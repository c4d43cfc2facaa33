//! HTTP route handlers for storefront.
//!
//! All endpoints speak JSON.
//!
//! # Route Structure
//!
//! ```text
//! GET  /health                      - Health check
//! GET  /session                     - Catalog API login state
//!
//! # Catalog
//! GET  /products?search=&category=  - Filtered active products
//! GET  /products/{id}               - Product detail
//! POST /products/refresh            - Reload catalog from the API
//! GET  /categories                  - All categories, wildcard first
//!
//! # Cart
//! GET  /cart                        - Cart summary
//! POST /cart/add                    - Add one unit
//! POST /cart/increment              - Add one more unit
//! POST /cart/decrement              - Remove one unit
//! POST /cart/update                 - Set quantity
//! POST /cart/remove                 - Remove line
//! POST /cart/clear                  - Empty cart
//! POST /cart/visibility             - Open/close cart panel
//! GET  /cart/count                  - Badge count
//!
//! # Checkout
//! POST /checkout                    - Begin checkout (opens address dialog)
//! GET  /checkout/address            - Address dialog state
//! POST /checkout/address/select     - Select saved address
//! POST /checkout/address/new        - Start a new address
//! POST /checkout/address/edit       - Edit a saved address
//! POST /checkout/address/save       - Save address and complete checkout
//! POST /checkout/address/use-selected - Complete checkout with selection
//! ```

pub mod cart;
pub mod checkout;
pub mod products;

use axum::{
    Json, Router,
    extract::State,
    routing::{get, post},
};
use serde::Serialize;
use shapeshift_core::User;
use tracing::instrument;

use crate::services::SessionState;
use crate::state::AppState;

/// Create the product routes router.
pub fn product_routes() -> Router<AppState> {
    Router::new()
        .route("/", get(products::index))
        .route("/refresh", post(products::refresh))
        .route("/{id}", get(products::show))
}

/// Create the cart routes router.
pub fn cart_routes() -> Router<AppState> {
    Router::new()
        .route("/", get(cart::show))
        .route("/add", post(cart::add))
        .route("/increment", post(cart::increment))
        .route("/decrement", post(cart::decrement))
        .route("/update", post(cart::update))
        .route("/remove", post(cart::remove))
        .route("/clear", post(cart::clear))
        .route("/visibility", post(cart::visibility))
        .route("/count", get(cart::count))
}

/// Create the checkout routes router.
pub fn checkout_routes() -> Router<AppState> {
    Router::new()
        .route("/", post(checkout::begin))
        .route("/address", get(checkout::show_dialog))
        .route("/address/select", post(checkout::select))
        .route("/address/new", post(checkout::start_new))
        .route("/address/edit", post(checkout::start_edit))
        .route("/address/save", post(checkout::save))
        .route("/address/use-selected", post(checkout::use_selected))
}

/// Create all routes for the storefront.
pub fn routes() -> Router<AppState> {
    Router::new()
        .route("/health", get(health))
        .route("/session", get(session))
        .nest("/products", product_routes())
        .route("/categories", get(products::categories))
        .nest("/cart", cart_routes())
        .nest("/checkout", checkout_routes())
}

/// Liveness health check endpoint.
async fn health() -> &'static str {
    "ok"
}

/// Login state against the catalog API.
#[derive(Debug, Serialize)]
pub struct SessionView {
    pub status: &'static str,
    #[serde(skip_serializing_if = "Option::is_none")]
    pub user: Option<User>,
}

impl From<SessionState> for SessionView {
    fn from(state: SessionState) -> Self {
        match state {
            SessionState::Authenticated(user) => Self {
                status: "authenticated",
                user: Some(user),
            },
            SessionState::LoggedOut => Self {
                status: "logged_out",
                user: None,
            },
            SessionState::Offline => Self {
                status: "offline",
                user: None,
            },
        }
    }
}

/// Revalidate the stored token.
#[instrument(skip(state))]
async fn session(State(state): State<AppState>) -> Json<SessionView> {
    Json(state.auth().revalidate().await.into())
}

#[cfg(test)]
#[allow(clippy::unwrap_used)]
mod tests {
    use std::path::PathBuf;
    use std::sync::Arc;

    use axum::{
        body::Body,
        http::{Request, StatusCode, header},
    };
    use serde_json::{Value, json};
    use tower::ServiceExt;
    use url::Url;

    use super::*;
    use crate::api::{ApiConfig, DEFAULT_BASE_URL};
    use crate::checkout::{CheckoutSettings, RecordedHandoff};
    use crate::config::{CatalogSource, StorefrontConfig};
    use crate::storage::MemoryStore;

    fn test_state() -> (AppState, Arc<RecordedHandoff>) {
        let config = StorefrontConfig {
            host: "127.0.0.1".parse().unwrap(),
            port: 3000,
            api: ApiConfig::new(Url::parse(DEFAULT_BASE_URL).unwrap()),
            data_dir: PathBuf::from("unused"),
            catalog_source: CatalogSource::Local,
            checkout: CheckoutSettings::default(),
            sentry_dsn: None,
        };
        let handoff = Arc::new(RecordedHandoff::new());
        let state =
            AppState::with_parts(config, Arc::new(MemoryStore::new()), handoff.clone()).unwrap();
        (state, handoff)
    }

    async fn call(state: &AppState, method: &str, uri: &str, body: Option<Value>) -> (StatusCode, Value) {
        let builder = Request::builder().method(method).uri(uri);
        let request = match body {
            Some(body) => builder
                .header(header::CONTENT_TYPE, "application/json")
                .body(Body::from(body.to_string()))
                .unwrap(),
            None => builder.body(Body::empty()).unwrap(),
        };

        let response = routes()
            .with_state(state.clone())
            .oneshot(request)
            .await
            .unwrap();
        let status = response.status();
        let bytes = axum::body::to_bytes(response.into_body(), usize::MAX)
            .await
            .unwrap();
        let json = serde_json::from_slice(&bytes).unwrap_or(Value::Null);
        (status, json)
    }

    fn address_form() -> Value {
        json!({
            "name": " Asha Rao ",
            "phone": "9876543210",
            "line1": "12 MG Road",
            "line2": "",
            "city": "Pune",
            "state": "Maharashtra",
            "pincode": "411001"
        })
    }

    #[tokio::test]
    async fn test_health() {
        let (state, _) = test_state();
        let response = routes()
            .with_state(state)
            .oneshot(Request::get("/health").body(Body::empty()).unwrap())
            .await
            .unwrap();
        assert_eq!(response.status(), StatusCode::OK);
    }

    #[tokio::test]
    async fn test_products_filtered_by_search_and_category() {
        let (state, _) = test_state();

        let (status, all) = call(&state, "GET", "/products", None).await;
        assert_eq!(status, StatusCode::OK);
        assert_eq!(all.as_array().unwrap().len(), 3);

        let (_, urban) = call(&state, "GET", "/products?search=urban%20color", None).await;
        assert_eq!(urban.as_array().unwrap().len(), 2);

        let (_, makeup) = call(&state, "GET", "/products?search=urban&category=makeup", None).await;
        let makeup = makeup.as_array().unwrap();
        assert_eq!(makeup.len(), 1);
        assert_eq!(makeup[0]["id"], "uc-cc-cream");
        assert_eq!(makeup[0]["price"], "₹799");
        assert_eq!(makeup[0]["mrp"], "₹999");
    }

    #[tokio::test]
    async fn test_product_detail_and_missing_product() {
        let (state, _) = test_state();

        let (status, detail) = call(&state, "GET", "/products/clean-whey-mango", None).await;
        assert_eq!(status, StatusCode::OK);
        assert_eq!(detail["variant"], "Mango Twist");
        assert_eq!(detail["badges"], json!(["bestseller"]));
        assert_eq!(detail["product"]["brand"], "ShapeShift");

        let (status, body) = call(&state, "GET", "/products/nope", None).await;
        assert_eq!(status, StatusCode::NOT_FOUND);
        assert_eq!(body["error"], "Not found: product nope");
    }

    #[tokio::test]
    async fn test_categories_wildcard_first() {
        let (state, _) = test_state();
        let (_, categories) = call(&state, "GET", "/categories", None).await;
        assert_eq!(categories[0]["id"], "all");
        assert_eq!(categories.as_array().unwrap().len(), 17);
    }

    #[tokio::test]
    async fn test_refresh_rejected_for_local_catalog() {
        let (state, _) = test_state();
        let (status, _) = call(&state, "POST", "/products/refresh", None).await;
        assert_eq!(status, StatusCode::BAD_REQUEST);
    }

    #[tokio::test]
    async fn test_cart_mutations() {
        let (state, _) = test_state();
        let whey = json!({"productId": "clean-whey-mango"});

        let (status, cart) = call(&state, "POST", "/cart/add", Some(whey.clone())).await;
        assert_eq!(status, StatusCode::OK);
        assert_eq!(cart["totalItems"], 1);

        call(&state, "POST", "/cart/increment", Some(whey.clone())).await;
        let (_, cart) = call(
            &state,
            "POST",
            "/cart/add",
            Some(json!({"productId": "uc-cc-cream"})),
        )
        .await;
        assert_eq!(cart["totalItems"], 3);
        assert_eq!(cart["totalPrice"], "₹13,257");
        assert_eq!(cart["items"][0]["productId"], "clean-whey-mango");

        let (_, cart) = call(
            &state,
            "POST",
            "/cart/update",
            Some(json!({"productId": "clean-whey-mango", "quantity": 0})),
        )
        .await;
        assert_eq!(cart["totalItems"], 1);

        call(&state, "POST", "/cart/decrement", Some(json!({"productId": "uc-cc-cream"}))).await;
        let (_, count) = call(&state, "GET", "/cart/count", None).await;
        assert_eq!(count["count"], 0);

        let (_, cart) = call(&state, "POST", "/cart/visibility", Some(json!({"open": true}))).await;
        assert_eq!(cart["isOpen"], true);
    }

    #[tokio::test]
    async fn test_add_unknown_product_is_not_found() {
        let (state, _) = test_state();
        let (status, _) = call(&state, "POST", "/cart/add", Some(json!({"productId": "ghost"}))).await;
        assert_eq!(status, StatusCode::NOT_FOUND);
        assert!(state.cart().is_empty());
    }

    #[tokio::test]
    async fn test_checkout_with_empty_cart() {
        let (state, handoff) = test_state();
        let (status, body) = call(&state, "POST", "/checkout", None).await;

        assert_eq!(status, StatusCode::BAD_REQUEST);
        assert_eq!(body["error"], "Your cart is empty!");
        assert_eq!(body["notifications"][0]["level"], "error");
        assert_eq!(body["dialog"]["open"], false);
        assert_eq!(handoff.count(), 0);
    }

    #[tokio::test]
    async fn test_checkout_save_new_address() {
        let (state, handoff) = test_state();
        call(&state, "POST", "/cart/add", Some(json!({"productId": "clean-whey-mango"}))).await;

        let (status, body) = call(&state, "POST", "/checkout", None).await;
        assert_eq!(status, StatusCode::OK);
        assert_eq!(body["dialog"]["open"], true);
        assert_eq!(body["notifications"][0]["level"], "info");

        let (status, body) = call(
            &state,
            "POST",
            "/checkout/address/save",
            Some(json!({"name": "Asha"})),
        )
        .await;
        assert_eq!(status, StatusCode::BAD_REQUEST);
        assert_eq!(body["error"], "phone is required");
        assert_eq!(body["dialog"]["open"], true);
        assert_eq!(handoff.count(), 0);

        let (status, body) =
            call(&state, "POST", "/checkout/address/save", Some(address_form())).await;
        assert_eq!(status, StatusCode::OK);
        let url = body["handoffUrl"].as_str().unwrap();
        assert!(url.starts_with("https://wa.me/918975944936?text="));
        assert_eq!(handoff.last().unwrap().as_str(), url);
        assert_eq!(body["notifications"][0]["message"], "Opening WhatsApp to complete your order!");
        assert_eq!(body["dialog"]["addresses"][0]["name"], "Asha Rao");
        assert!(state.cart().is_empty());
        assert!(!state.cart().is_cart_open());
    }

    #[tokio::test]
    async fn test_checkout_use_selected_address() {
        let (state, handoff) = test_state();
        let item = json!({"productId": "uc-hydra-veil-primer"});

        call(&state, "POST", "/cart/add", Some(item.clone())).await;
        call(&state, "POST", "/checkout", None).await;
        call(&state, "POST", "/checkout/address/save", Some(address_form())).await;

        call(&state, "POST", "/cart/add", Some(item)).await;
        let (_, body) = call(&state, "POST", "/checkout", None).await;
        let saved_id = body["dialog"]["selectedId"].clone();
        assert!(saved_id.is_string());

        let (_, dialog) = call(&state, "POST", "/checkout/address/new", None).await;
        assert_eq!(dialog["form"]["name"], "");

        call(
            &state,
            "POST",
            "/checkout/address/select",
            Some(json!({"addressId": saved_id})),
        )
        .await;
        let (status, body) = call(&state, "POST", "/checkout/address/use-selected", None).await;
        assert_eq!(status, StatusCode::OK);
        assert!(body["handoffUrl"].is_string());
        assert_eq!(handoff.count(), 2);
    }

    #[tokio::test]
    async fn test_address_dialog_closed_outside_checkout() {
        let (state, handoff) = test_state();
        let item = json!({"productId": "uc-hydra-veil-primer"});

        call(&state, "POST", "/cart/add", Some(item.clone())).await;
        call(&state, "POST", "/checkout", None).await;
        let (_, body) = call(&state, "POST", "/checkout/address/save", Some(address_form())).await;
        let saved_id = body["dialog"]["selectedId"].clone();
        assert_eq!(handoff.count(), 1);

        call(&state, "POST", "/cart/add", Some(item)).await;
        let (status, body) = call(&state, "POST", "/checkout/address/use-selected", None).await;
        assert_eq!(status, StatusCode::BAD_REQUEST);
        assert_eq!(body["error"], "address dialog is not open");
        assert_eq!(handoff.count(), 1);
        assert!(!state.cart().is_empty());

        let (status, _) = call(&state, "POST", "/checkout/address/save", Some(address_form())).await;
        assert_eq!(status, StatusCode::BAD_REQUEST);
        assert_eq!(state.addresses().len(), 1);

        let (status, body) = call(
            &state,
            "POST",
            "/checkout/address/select",
            Some(json!({"addressId": saved_id})),
        )
        .await;
        assert_eq!(status, StatusCode::BAD_REQUEST);
        assert_eq!(body["error"], "address dialog is not open");
        let (status, _) = call(&state, "POST", "/checkout/address/new", None).await;
        assert_eq!(status, StatusCode::BAD_REQUEST);
        assert_eq!(handoff.count(), 1);
    }

    #[tokio::test]
    async fn test_session_without_token_is_logged_out() {
        let (state, _) = test_state();
        let (status, body) = call(&state, "GET", "/session", None).await;
        assert_eq!(status, StatusCode::OK);
        assert_eq!(body["status"], "logged_out");
    }
}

—————

What is being asked
Going through the material, find each line with the string "makeup". Then state only how many there are.

Answer to the exercise
6